There's been plenty of talk about finding balance offensively. The defense has been chastised for its failure to create turnovers.
Yet, Roethlisberger shoulders the responsibility of reversing the fortunes of a team rooted at the bottom of the AFC North while its rivals — Baltimore, Cincinnati and Cleveland — all are perched atop the division at 3-2.
“I'll take it upon myself because that's my role as a quarterback and as a guy who has been here 10 years,” Roethlisberger said before Thursday's practice. “As a captain, I'll take the blame. I'll try to get the guys going and lead by example.”
Roethlisberger would rather the Steelers put his fumble in the final seconds that thwarted a comeback bid against Minnesota behind them. His turnovers against Chicago and Cincinnati dashed their chances at victory.
Roethlisberger has tasked himself with getting the Steelers focused to take on the once-dysfunctional New York Jets, who at 3-2 are only a game behind New England in the AFC East.
Still, Roethlisberger will try to avoid what has plagued two 2012 playoff quarterbacks, Atlanta's Matt Ryan and Houston's Matt Schaub, who along with Giants' quarterback Eli Manning, admit to pressing and playing outside their comfort zone as their teams struggle.
“You have to find ways, whatever that might be, to get it done,” said Roethlisberger, who is 4-2 against the Jets, including a 24-19 win in the 2010 AFC title game. “When the offense runs through you, it's natural to try to do more. I don't think it's necessarily a bad thing because sometimes it brings the best out of you.
“We feel as if we're close and we're getting closer every week. We just haven't found a way to get over the hump.
“It's not time to panic,” he said.”But it's time for us to get on the same page.”
For the two-time Super Bowl winning quarterback, it's about taking charge of a football team trying to navigate through a season ripped apart by injuries, including the losses of Pro Bowl center Maurkice Pouncey and veteran linebacker Larry Foote.
“For me, it's about being visual,” Roethlisberger said. “I have to keep being me, a guy they see who is working hard every day and going about it the right way.”
However, Roethlisberger's teammates are looking to take some of the heat off their $100 million quarterback.
“When you get in a jam you naturally look to Ben,” wide receiver Jerricho Cotchery said. “He's the man. The image we have of him is taking the team downfield to beat Arizona in the Super Bowl.
“But this is the ultimate team sport. You lose and win together. You have to share the burden. You can't have one guy carrying the load of having lost the game even though the league has created an environment in which the quarterback is responsible for winning and losing.”

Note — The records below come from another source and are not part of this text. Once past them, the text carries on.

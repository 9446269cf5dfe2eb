use std::sync::Arc;
use std::time::Duration;

use sqlx::{postgres::PgPoolOptions, PgPool};
use thiserror::Error;
use tracing::info;

use crate::config::DatabaseConfig;

use super::memory::MemoryStore;
use super::postgres::PgStore;
use super::store::Store;

/// Errors from the persistence layer
#[derive(Debug, Error)]
pub enum DatabaseError {
    #[error("Missing configuration: {0}")]
    ConfigMissing(&'static str),

    #[error("Conflict: {0}")]
    Conflict(String),

    #[error("Serialization error: {0}")]
    Serialization(#[from] serde_json::Error),

    #[error(transparent)]
    Sqlx(sqlx::Error),
}

impl From<sqlx::Error> for DatabaseError {
    fn from(err: sqlx::Error) -> Self {
        // 23505 = unique_violation
        if let sqlx::Error::Database(db_err) = &err {
            if db_err.code().as_deref() == Some("23505") {
                return DatabaseError::Conflict(db_err.message().to_string());
            }
        }
        DatabaseError::Sqlx(err)
    }
}

/// Tables are created idempotently at startup, in foreign-key order.
const SCHEMA: &[&str] = &[
    r#"CREATE TABLE IF NOT EXISTS families (
        id BIGSERIAL PRIMARY KEY,
        name TEXT NOT NULL UNIQUE
    )"#,
    r#"CREATE TABLE IF NOT EXISTS users (
        id BIGSERIAL PRIMARY KEY,
        username TEXT NOT NULL UNIQUE,
        password_hash TEXT NOT NULL,
        email TEXT NOT NULL,
        is_accepted BOOLEAN NOT NULL DEFAULT FALSE,
        family_id BIGINT NOT NULL REFERENCES families(id)
    )"#,
    r#"CREATE TABLE IF NOT EXISTS tasks (
        id BIGSERIAL PRIMARY KEY,
        title TEXT NOT NULL,
        description TEXT,
        completed BOOLEAN NOT NULL DEFAULT FALSE,
        family_id BIGINT NOT NULL REFERENCES families(id),
        author_id BIGINT NOT NULL REFERENCES users(id),
        assigned_user_id BIGINT REFERENCES users(id)
    )"#,
    r#"CREATE TABLE IF NOT EXISTS grocery_items (
        id BIGSERIAL PRIMARY KEY,
        name TEXT NOT NULL,
        quantity TEXT NOT NULL DEFAULT '',
        category TEXT NOT NULL DEFAULT 'Other',
        is_completed BOOLEAN NOT NULL DEFAULT FALSE,
        family_id BIGINT NOT NULL REFERENCES families(id)
    )"#,
    r#"CREATE TABLE IF NOT EXISTS recipes (
        id BIGSERIAL PRIMARY KEY,
        name TEXT NOT NULL,
        instructions TEXT NOT NULL DEFAULT '[]',
        family_id BIGINT NOT NULL REFERENCES families(id)
    )"#,
    r#"CREATE TABLE IF NOT EXISTS recipe_ingredients (
        id BIGSERIAL PRIMARY KEY,
        recipe_id BIGINT NOT NULL REFERENCES recipes(id) ON DELETE CASCADE,
        position INTEGER NOT NULL,
        name TEXT NOT NULL,
        quantity TEXT NOT NULL DEFAULT ''
    )"#,
    r#"CREATE TABLE IF NOT EXISTS meals (
        id BIGSERIAL PRIMARY KEY,
        name TEXT NOT NULL,
        date TEXT,
        meal_time TEXT,
        recipe_id BIGINT REFERENCES recipes(id) ON DELETE SET NULL,
        family_id BIGINT NOT NULL REFERENCES families(id)
    )"#,
    r#"CREATE TABLE IF NOT EXISTS thoughts (
        id BIGSERIAL PRIMARY KEY,
        content TEXT NOT NULL,
        timestamp TIMESTAMPTZ NOT NULL DEFAULT NOW(),
        user_id BIGINT NOT NULL REFERENCES users(id),
        family_id BIGINT NOT NULL REFERENCES families(id)
    )"#,
    // Tables created by earlier releases used bounded VARCHAR columns; widening is a no-op once TEXT
    "ALTER TABLE families ALTER COLUMN name TYPE TEXT",
    "ALTER TABLE users ALTER COLUMN username TYPE TEXT, ALTER COLUMN email TYPE TEXT",
    "ALTER TABLE tasks ALTER COLUMN title TYPE TEXT",
    "ALTER TABLE grocery_items ALTER COLUMN name TYPE TEXT, ALTER COLUMN quantity TYPE TEXT, ALTER COLUMN category TYPE TEXT",
    "ALTER TABLE recipes ALTER COLUMN name TYPE TEXT",
    "ALTER TABLE recipe_ingredients ALTER COLUMN name TYPE TEXT, ALTER COLUMN quantity TYPE TEXT",
    "ALTER TABLE meals ALTER COLUMN name TYPE TEXT, ALTER COLUMN date TYPE TEXT, ALTER COLUMN meal_time TYPE TEXT",
    "CREATE INDEX IF NOT EXISTS grocery_items_family_idx ON grocery_items (family_id)",
    "CREATE INDEX IF NOT EXISTS thoughts_family_recent_idx ON thoughts (family_id, timestamp DESC)",
];

/// Connect to Postgres using the configured pool limits
pub async fn connect(config: &DatabaseConfig) -> Result<PgPool, DatabaseError> {
    let url = config
        .url
        .as_deref()
        .ok_or(DatabaseError::ConfigMissing("DATABASE_URL"))?;

    let pool = PgPoolOptions::new()
        .max_connections(config.max_connections)
        .acquire_timeout(Duration::from_secs(config.connection_timeout_secs))
        .connect(url)
        .await?;

    info!("Connected database pool (max {} connections)", config.max_connections);
    Ok(pool)
}

/// Create any missing tables and indexes
pub async fn ensure_schema(pool: &PgPool) -> Result<(), DatabaseError> {
    for statement in SCHEMA {
        sqlx::query(statement).execute(pool).await?;
    }
    info!("Database schema ready ({} statements)", SCHEMA.len());
    Ok(())
}

/// Pick the store backend: Postgres when a database URL is configured, memory otherwise
pub async fn open_store(config: &DatabaseConfig) -> Result<Arc<dyn Store>, DatabaseError> {
    match config.url {
        Some(_) => {
            let pool = connect(config).await?;
            ensure_schema(&pool).await?;
            Ok(Arc::new(PgStore::new(pool)))
        }
        None => {
            tracing::warn!("DATABASE_URL not set, using the in-memory store; data is lost on restart");
            Ok(Arc::new(MemoryStore::new()))
        }
    }
}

Safety Ryan Clark suggested earlier this week that Roethlisberger temper his enthusiasm in the pocket to prevent sacks and turnovers. Now, he concedes that Roethlisberger is squarely in the spotlight — like it or not.
“The quarterback doesn't have to be the leader, but the quarterback here is the leader,” Clark said. “More than anything, he is the leader of this offense. Defensively, we have a lot of older guys who have played longer than Ben.
“We have to take our cues from (Roethlisberger), but it's not all on him to lead this team. Ultimately, what comes out of Ben's mouth, his actions, his attitude – that will be the action and attitude of the team.”
Roethlisberger, though, is facing the undeniable reality that all eyes are on him as the Steelers try to fight their way back into contention against the rejuvenated Jets on Sunday.